** WHAT THIS TASK INVOLVES **
All that should come back is the lines of the data below from the one containing "or undecodable nibbles." to the one containing "sync + data, gaps", inclusive, exactly as they stand.

** INPUT DATA **
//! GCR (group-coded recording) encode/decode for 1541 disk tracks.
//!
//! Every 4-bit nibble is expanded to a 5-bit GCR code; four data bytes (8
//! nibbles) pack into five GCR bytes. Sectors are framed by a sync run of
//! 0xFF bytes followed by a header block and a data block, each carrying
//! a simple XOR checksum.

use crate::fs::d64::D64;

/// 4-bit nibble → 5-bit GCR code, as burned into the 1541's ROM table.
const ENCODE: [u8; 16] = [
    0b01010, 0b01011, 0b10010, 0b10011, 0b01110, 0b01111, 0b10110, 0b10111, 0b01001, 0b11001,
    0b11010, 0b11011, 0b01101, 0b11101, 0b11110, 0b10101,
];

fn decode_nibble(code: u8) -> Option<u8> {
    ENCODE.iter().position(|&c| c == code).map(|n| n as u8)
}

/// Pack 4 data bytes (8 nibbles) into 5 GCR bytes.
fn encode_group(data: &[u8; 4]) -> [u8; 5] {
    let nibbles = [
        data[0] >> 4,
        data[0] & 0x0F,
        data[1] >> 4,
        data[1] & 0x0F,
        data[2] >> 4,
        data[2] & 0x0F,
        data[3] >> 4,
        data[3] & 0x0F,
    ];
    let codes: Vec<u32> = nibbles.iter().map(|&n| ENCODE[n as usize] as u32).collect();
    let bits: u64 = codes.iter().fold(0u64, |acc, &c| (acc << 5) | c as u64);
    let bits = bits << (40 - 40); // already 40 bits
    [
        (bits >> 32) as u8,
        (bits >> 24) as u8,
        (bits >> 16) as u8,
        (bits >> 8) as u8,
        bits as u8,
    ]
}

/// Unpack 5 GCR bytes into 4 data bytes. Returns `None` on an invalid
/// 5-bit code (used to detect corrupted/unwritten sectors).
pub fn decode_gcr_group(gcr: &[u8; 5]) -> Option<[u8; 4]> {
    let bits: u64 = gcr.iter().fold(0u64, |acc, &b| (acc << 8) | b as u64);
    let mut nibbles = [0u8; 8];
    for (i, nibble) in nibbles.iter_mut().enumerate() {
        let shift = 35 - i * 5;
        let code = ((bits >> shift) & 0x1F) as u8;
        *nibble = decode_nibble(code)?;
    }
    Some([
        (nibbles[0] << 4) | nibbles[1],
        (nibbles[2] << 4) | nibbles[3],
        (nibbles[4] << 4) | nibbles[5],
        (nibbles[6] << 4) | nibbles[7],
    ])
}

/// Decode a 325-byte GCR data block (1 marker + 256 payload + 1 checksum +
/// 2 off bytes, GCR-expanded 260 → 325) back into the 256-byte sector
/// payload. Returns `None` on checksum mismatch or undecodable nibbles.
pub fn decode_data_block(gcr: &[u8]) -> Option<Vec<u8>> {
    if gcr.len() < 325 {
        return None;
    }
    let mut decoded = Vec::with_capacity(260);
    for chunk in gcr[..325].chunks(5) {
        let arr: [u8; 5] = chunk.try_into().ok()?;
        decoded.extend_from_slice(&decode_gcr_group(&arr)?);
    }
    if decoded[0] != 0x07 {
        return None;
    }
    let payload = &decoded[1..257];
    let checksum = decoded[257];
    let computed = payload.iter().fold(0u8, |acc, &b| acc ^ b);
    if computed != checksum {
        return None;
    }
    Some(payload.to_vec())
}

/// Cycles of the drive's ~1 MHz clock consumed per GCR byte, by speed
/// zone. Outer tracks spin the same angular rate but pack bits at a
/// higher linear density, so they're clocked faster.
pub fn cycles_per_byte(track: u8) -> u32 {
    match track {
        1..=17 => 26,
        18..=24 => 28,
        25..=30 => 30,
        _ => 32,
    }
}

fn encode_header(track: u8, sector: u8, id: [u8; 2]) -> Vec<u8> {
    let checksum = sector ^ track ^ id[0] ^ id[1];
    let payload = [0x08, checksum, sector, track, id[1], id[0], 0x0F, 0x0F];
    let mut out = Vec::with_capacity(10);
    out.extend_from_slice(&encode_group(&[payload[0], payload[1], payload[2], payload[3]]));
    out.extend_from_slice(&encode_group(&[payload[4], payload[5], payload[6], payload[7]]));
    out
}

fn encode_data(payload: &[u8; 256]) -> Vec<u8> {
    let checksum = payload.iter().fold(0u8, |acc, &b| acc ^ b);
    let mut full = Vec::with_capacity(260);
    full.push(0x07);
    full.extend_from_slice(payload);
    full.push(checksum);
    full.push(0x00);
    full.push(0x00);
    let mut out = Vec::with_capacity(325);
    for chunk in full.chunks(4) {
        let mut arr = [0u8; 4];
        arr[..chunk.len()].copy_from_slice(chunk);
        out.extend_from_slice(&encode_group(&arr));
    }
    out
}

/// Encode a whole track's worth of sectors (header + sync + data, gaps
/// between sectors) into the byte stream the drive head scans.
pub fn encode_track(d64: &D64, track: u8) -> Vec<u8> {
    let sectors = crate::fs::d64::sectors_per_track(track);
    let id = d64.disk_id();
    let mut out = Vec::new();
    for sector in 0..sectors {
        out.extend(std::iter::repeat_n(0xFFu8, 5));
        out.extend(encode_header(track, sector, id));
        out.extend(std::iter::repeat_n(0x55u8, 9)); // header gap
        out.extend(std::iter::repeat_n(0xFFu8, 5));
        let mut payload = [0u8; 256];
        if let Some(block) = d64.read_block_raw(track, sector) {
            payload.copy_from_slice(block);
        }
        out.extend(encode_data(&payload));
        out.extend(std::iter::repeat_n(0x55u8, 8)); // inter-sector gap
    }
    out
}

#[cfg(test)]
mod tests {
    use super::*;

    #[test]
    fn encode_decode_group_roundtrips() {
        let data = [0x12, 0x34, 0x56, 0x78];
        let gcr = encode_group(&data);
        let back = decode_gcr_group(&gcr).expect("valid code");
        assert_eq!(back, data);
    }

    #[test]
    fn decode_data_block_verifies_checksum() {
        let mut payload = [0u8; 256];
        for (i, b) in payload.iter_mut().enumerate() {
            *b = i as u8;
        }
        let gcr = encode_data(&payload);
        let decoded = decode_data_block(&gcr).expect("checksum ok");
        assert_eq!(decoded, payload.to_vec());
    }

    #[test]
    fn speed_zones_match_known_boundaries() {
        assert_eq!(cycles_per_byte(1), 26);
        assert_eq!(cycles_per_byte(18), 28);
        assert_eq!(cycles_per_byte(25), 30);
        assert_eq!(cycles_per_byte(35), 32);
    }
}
---
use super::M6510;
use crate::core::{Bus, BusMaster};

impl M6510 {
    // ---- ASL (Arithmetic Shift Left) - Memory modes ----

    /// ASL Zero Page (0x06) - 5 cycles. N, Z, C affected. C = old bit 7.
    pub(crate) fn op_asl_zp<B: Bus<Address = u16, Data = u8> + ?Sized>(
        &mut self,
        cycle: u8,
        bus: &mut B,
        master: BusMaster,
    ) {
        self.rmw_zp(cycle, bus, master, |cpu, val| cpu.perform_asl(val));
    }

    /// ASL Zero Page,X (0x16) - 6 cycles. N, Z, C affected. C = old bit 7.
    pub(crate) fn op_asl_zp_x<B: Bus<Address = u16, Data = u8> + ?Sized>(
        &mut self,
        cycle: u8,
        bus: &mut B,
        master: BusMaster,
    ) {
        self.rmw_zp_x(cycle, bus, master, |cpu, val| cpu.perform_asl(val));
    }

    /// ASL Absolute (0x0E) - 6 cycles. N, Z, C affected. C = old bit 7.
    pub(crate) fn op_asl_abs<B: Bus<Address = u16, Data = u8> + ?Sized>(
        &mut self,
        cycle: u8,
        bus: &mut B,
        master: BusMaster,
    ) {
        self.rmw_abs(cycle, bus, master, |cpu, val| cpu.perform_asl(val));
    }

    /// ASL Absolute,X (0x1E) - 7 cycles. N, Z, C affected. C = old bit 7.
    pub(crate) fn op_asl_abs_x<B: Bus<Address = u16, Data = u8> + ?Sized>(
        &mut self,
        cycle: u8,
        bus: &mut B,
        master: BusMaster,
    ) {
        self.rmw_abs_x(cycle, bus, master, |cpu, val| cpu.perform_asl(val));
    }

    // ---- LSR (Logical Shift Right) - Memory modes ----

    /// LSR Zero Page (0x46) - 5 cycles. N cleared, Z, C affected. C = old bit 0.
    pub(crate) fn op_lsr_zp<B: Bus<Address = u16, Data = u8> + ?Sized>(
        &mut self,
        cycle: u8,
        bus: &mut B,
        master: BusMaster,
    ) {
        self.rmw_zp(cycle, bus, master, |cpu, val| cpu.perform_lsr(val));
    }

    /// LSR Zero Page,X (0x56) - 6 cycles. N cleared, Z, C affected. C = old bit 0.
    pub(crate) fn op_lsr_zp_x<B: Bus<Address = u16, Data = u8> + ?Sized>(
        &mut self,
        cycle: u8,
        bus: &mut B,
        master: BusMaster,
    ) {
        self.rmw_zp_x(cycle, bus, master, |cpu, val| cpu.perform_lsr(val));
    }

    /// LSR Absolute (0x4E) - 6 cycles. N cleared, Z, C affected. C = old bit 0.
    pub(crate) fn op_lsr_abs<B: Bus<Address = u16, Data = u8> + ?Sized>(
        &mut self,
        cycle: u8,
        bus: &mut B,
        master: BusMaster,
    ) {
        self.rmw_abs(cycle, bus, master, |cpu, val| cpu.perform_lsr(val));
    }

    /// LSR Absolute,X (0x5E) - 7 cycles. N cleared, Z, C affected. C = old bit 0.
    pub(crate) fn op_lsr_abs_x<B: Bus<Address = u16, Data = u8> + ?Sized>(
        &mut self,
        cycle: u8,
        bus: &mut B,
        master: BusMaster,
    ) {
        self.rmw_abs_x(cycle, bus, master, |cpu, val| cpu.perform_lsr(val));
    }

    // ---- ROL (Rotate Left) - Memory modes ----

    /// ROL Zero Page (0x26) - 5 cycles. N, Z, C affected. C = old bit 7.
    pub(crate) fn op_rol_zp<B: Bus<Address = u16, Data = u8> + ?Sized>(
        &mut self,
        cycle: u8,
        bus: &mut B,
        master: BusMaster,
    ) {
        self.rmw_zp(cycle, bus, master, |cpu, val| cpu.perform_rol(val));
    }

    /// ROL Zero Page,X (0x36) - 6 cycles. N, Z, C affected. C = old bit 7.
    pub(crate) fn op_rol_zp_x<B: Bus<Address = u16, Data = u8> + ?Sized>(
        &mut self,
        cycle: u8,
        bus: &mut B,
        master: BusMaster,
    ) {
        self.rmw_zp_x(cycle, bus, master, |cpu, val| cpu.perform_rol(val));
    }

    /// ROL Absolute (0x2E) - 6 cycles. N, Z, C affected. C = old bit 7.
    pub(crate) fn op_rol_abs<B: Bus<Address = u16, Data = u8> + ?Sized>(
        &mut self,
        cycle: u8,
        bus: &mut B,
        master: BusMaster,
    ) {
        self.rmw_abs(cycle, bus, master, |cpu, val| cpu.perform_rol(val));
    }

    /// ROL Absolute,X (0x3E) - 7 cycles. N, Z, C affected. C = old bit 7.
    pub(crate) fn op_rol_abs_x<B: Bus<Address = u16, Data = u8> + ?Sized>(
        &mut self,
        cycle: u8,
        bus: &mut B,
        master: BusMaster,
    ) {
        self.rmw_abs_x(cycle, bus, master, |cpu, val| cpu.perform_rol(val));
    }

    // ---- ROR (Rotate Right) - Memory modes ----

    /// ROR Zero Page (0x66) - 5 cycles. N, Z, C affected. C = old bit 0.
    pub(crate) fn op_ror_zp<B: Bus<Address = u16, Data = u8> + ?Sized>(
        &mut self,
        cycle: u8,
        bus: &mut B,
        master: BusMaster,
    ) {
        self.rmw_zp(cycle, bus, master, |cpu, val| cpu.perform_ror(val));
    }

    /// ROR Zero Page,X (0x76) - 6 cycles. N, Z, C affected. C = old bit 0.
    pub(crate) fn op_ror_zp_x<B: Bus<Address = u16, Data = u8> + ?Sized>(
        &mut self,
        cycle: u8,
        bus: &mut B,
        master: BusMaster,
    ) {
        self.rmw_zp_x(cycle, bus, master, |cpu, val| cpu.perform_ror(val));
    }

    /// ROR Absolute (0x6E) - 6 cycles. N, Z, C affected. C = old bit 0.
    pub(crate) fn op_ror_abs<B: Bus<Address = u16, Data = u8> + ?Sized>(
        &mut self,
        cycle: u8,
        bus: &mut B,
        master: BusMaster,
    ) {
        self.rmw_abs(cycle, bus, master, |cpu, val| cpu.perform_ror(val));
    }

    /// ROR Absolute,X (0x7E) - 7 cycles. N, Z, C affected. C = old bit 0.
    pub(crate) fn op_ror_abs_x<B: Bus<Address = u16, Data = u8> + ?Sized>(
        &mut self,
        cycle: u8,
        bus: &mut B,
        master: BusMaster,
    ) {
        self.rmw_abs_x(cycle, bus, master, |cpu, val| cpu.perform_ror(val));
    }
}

** RESPONSE TO THIS TASK **
/// payload. Returns `None` on checksum mismatch or undecodable nibbles.
pub fn decode_data_block(gcr: &[u8]) -> Option<Vec<u8>> {
    if gcr.len() < 325 {
        return None;
    }
    let mut decoded = Vec::with_capacity(260);
    for chunk in gcr[..325].chunks(5) {
        let arr: [u8; 5] = chunk.try_into().ok()?;
        decoded.extend_from_slice(&decode_gcr_group(&arr)?);
    }
    if decoded[0] != 0x07 {
        return None;
    }
    let payload = &decoded[1..257];
    let checksum = decoded[257];
    let computed = payload.iter().fold(0u8, |acc, &b| acc ^ b);
    if computed != checksum {
        return None;
    }
    Some(payload.to_vec())
}

/// Cycles of the drive's ~1 MHz clock consumed per GCR byte, by speed
/// zone. Outer tracks spin the same angular rate but pack bits at a
/// higher linear density, so they're clocked faster.
pub fn cycles_per_byte(track: u8) -> u32 {
    match track {
        1..=17 => 26,
        18..=24 => 28,
        25..=30 => 30,
        _ => 32,
    }
}

fn encode_header(track: u8, sector: u8, id: [u8; 2]) -> Vec<u8> {
    let checksum = sector ^ track ^ id[0] ^ id[1];
    let payload = [0x08, checksum, sector, track, id[1], id[0], 0x0F, 0x0F];
    let mut out = Vec::with_capacity(10);
    out.extend_from_slice(&encode_group(&[payload[0], payload[1], payload[2], payload[3]]));
    out.extend_from_slice(&encode_group(&[payload[4], payload[5], payload[6], payload[7]]));
    out
}

fn encode_data(payload: &[u8; 256]) -> Vec<u8> {
    let checksum = payload.iter().fold(0u8, |acc, &b| acc ^ b);
    let mut full = Vec::with_capacity(260);
    full.push(0x07);
    full.extend_from_slice(payload);
    full.push(checksum);
    full.push(0x00);
    full.push(0x00);
    let mut out = Vec::with_capacity(325);
    for chunk in full.chunks(4) {
        let mut arr = [0u8; 4];
        arr[..chunk.len()].copy_from_slice(chunk);
        out.extend_from_slice(&encode_group(&arr));
    }
    out
}

/// Encode a whole track's worth of sectors (header + sync + data, gaps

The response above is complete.